Go through the entries below and return every line that contains "into".

BEGIN Source records

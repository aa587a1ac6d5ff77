//! Output surface provisioning.
//!
//! Produces the drawable a session binds its capture to:
//!
//! | Route                              | Surface                    |
//! |------------------------------------|----------------------------|
//! | Direct                             | [`PresentationSurface`]    |
//! | Wireless, hardware encoding        | [`EncoderInputSurface`]    |
//! | Wireless, no encoder / setup fails | [`BufferedImageSurface`]   |
//!
//! Release order inside a surface is: drawable surface, then codec or
//! queue, then presentation host. A surface refuses to release while a
//! virtual display binding still holds its lease.

use std::sync::Arc;
use std::sync::atomic::{AtomicBool, Ordering};
use std::time::Duration;

use tokio_util::sync::CancellationToken;
use tracing::{debug, info, warn};

use crate::error::{MirrorError, TaskError};
use crate::mirror::encoder::{DiscardSink, EncoderSettings};
use crate::mirror::resolver::Route;
use crate::mirror::telemetry::FrameCadence;
use crate::mirror::types::{PixelFormat, SessionConfiguration, SurfaceKind, TargetDisplay};
use crate::platform::{
    DisplayId, Image, ImageQueue, ImageQueueSettings, PendingPresentation, PlatformError,
    PresentationHost, SurfaceFactory, SurfaceHandle, VideoEncoder,
};

/// Default time to wait for a presentation surface to become valid.
pub const DEFAULT_READY_TIMEOUT: Duration = Duration::from_secs(3);

/// Run one teardown step; faults are logged and never propagated.
pub(crate) fn guarded(step: &str, result: Result<(), PlatformError>) {
    match result {
        Ok(()) => debug!("teardown: {step}"),
        Err(e) => warn!("teardown fault in {step}: {e}"),
    }
}

// ── SurfaceLease ─────────────────────────────────────────────────

/// Marks a surface as targeted by a live virtual display.
#[derive(Debug, Clone, Default)]
pub(crate) struct SurfaceLease(Arc<AtomicBool>);

impl SurfaceLease {
    pub(crate) fn acquire(&self) {
        self.0.store(true, Ordering::SeqCst);
    }

    pub(crate) fn release(&self) {
        self.0.store(false, Ordering::SeqCst);
    }

    pub(crate) fn is_held(&self) -> bool {
        self.0.load(Ordering::SeqCst)
    }
}

// ── Surfaces ─────────────────────────────────────────────────────

/// Full-bounds surface hosted on an external display.
pub struct PresentationSurface {
    host: Box<dyn PresentationHost>,
    handle: SurfaceHandle,
    display_id: DisplayId,
    lease: SurfaceLease,
    released: bool,
}

impl PresentationSurface {
    pub fn display_id(&self) -> DisplayId {
        self.display_id
    }

    fn release(&mut self) {
        debug!(surface = ?self.handle, "presentation surface invalidated");
        guarded("presentation host", self.host.dismiss());
    }
}

/// Bounded queue of frame buffers drained as soon as they arrive.
pub struct BufferedImageSurface {
    queue: Box<dyn ImageQueue>,
    handle: SurfaceHandle,
    settings: ImageQueueSettings,
    lease: SurfaceLease,
    released: bool,
}

impl BufferedImageSurface {
    pub fn settings(&self) -> &ImageQueueSettings {
        &self.settings
    }

    fn release(&mut self) {
        guarded("image queue surface", self.queue.release_surface());
        guarded("image queue", self.queue.close());
    }
}

/// Input surface of a running hardware encoder.
pub struct EncoderInputSurface {
    encoder: Box<dyn VideoEncoder>,
    handle: SurfaceHandle,
    settings: EncoderSettings,
    sink: DiscardSink,
    lease: SurfaceLease,
    released: bool,
}

impl EncoderInputSurface {
    pub fn settings(&self) -> &EncoderSettings {
        &self.settings
    }

    pub fn sink(&self) -> &DiscardSink {
        &self.sink
    }

    fn release(&mut self) {
        guarded("encoder input surface", self.encoder.release_input_surface());
        release_encoder(self.encoder.as_mut());
    }
}

/// The one drawable a session renders into.
pub enum RenderSurface {
    Presentation(PresentationSurface),
    BufferedImage(BufferedImageSurface),
    EncoderInput(EncoderInputSurface),
}

impl RenderSurface {
    pub fn kind(&self) -> SurfaceKind {
        match self {
            Self::Presentation(_) => SurfaceKind::Presentation,
            Self::BufferedImage(_) => SurfaceKind::BufferedImage,
            Self::EncoderInput(_) => SurfaceKind::EncoderInput,
        }
    }

    pub(crate) fn handle(&self) -> SurfaceHandle {
        match self {
            Self::Presentation(s) => s.handle,
            Self::BufferedImage(s) => s.handle,
            Self::EncoderInput(s) => s.handle,
        }
    }

    pub(crate) fn lease(&self) -> &SurfaceLease {
        match self {
            Self::Presentation(s) => &s.lease,
            Self::BufferedImage(s) => &s.lease,
            Self::EncoderInput(s) => &s.lease,
        }
    }

    fn released_flag(&mut self) -> &mut bool {
        match self {
            Self::Presentation(s) => &mut s.released,
            Self::BufferedImage(s) => &mut s.released,
            Self::EncoderInput(s) => &mut s.released,
        }
    }

    pub fn is_released(&self) -> bool {
        match self {
            Self::Presentation(s) => s.released,
            Self::BufferedImage(s) => s.released,
            Self::EncoderInput(s) => s.released,
        }
    }

    /// Whether a virtual display still targets this surface.
    pub fn is_bound(&self) -> bool {
        self.lease().is_held()
    }

    /// Release the surface and the resources behind it.
    ///
    /// Idempotent. Fails with [`MirrorError::SurfaceInUse`] while a binding
    /// still targets it; individual platform faults are logged only.
    pub fn release(&mut self) -> Result<(), MirrorError> {
        if self.is_released() {
            return Ok(());
        }
        if self.is_bound() {
            return Err(MirrorError::SurfaceInUse);
        }
        match self {
            Self::Presentation(s) => s.release(),
            Self::BufferedImage(s) => s.release(),
            Self::EncoderInput(s) => s.release(),
        }
        *self.released_flag() = true;
        info!(kind = %self.kind(), "render surface released");
        Ok(())
    }
}

impl Drop for RenderSurface {
    fn drop(&mut self) {
        if let Err(e) = self.release() {
            warn!("render surface dropped while still bound: {e}");
        }
    }
}
//! Settings access injected into a session at construction.

use std::time::Duration;

use crate::mirror::provision::DEFAULT_READY_TIMEOUT;
use crate::mirror::resolver::DEFAULT_POLL_INTERVAL;
use crate::mirror::types::SessionConfiguration;

/// Timing knobs a session snapshots when it is built.
#[derive(Debug, Clone, Copy, PartialEq, Eq)]
pub struct SessionTuning {
    /// How long DirectWired waits for an adapter's display to enumerate.
    pub display_wait: Duration,
    /// Poll cadence of that wait.
    pub poll_interval: Duration,
    /// How long to wait for a presentation surface to become valid.
    pub surface_ready_timeout: Duration,
}

impl Default for SessionTuning {
    fn default() -> Self {
        Self {
            display_wait: Duration::from_secs(8),
            poll_interval: DEFAULT_POLL_INTERVAL,
            surface_ready_timeout: DEFAULT_READY_TIMEOUT,
        }
    }
}

/// Read access to the persisted mirroring preferences.
pub trait SettingsAccess: Send + Sync {
    /// Configuration for the next session, from the stored preferences.
    fn session_configuration(&self) -> SessionConfiguration;

    fn tuning(&self) -> SessionTuning {
        SessionTuning::default()
    }
}

/// Fixed settings, for embedding and tests.
#[derive(Debug, Clone, Copy, Default)]
pub struct StaticSettings {
    pub configuration: SessionConfiguration,
    pub tuning: SessionTuning,
}

impl StaticSettings {
    pub fn new(configuration: SessionConfiguration) -> Self {
        Self {
            configuration,
            tuning: SessionTuning::default(),
        }
    }

    #[must_use]
    pub fn with_tuning(mut self, tuning: SessionTuning) -> Self {
        self.tuning = tuning;
        self
    }
}

impl SettingsAccess for StaticSettings {
    fn session_configuration(&self) -> SessionConfiguration {
        self.configuration
    }

    fn tuning(&self) -> SessionTuning {
        self.tuning
    }
}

END Source records

■ Result of the exercise
/// The one drawable a session renders into.
//! Settings access injected into a session at construction.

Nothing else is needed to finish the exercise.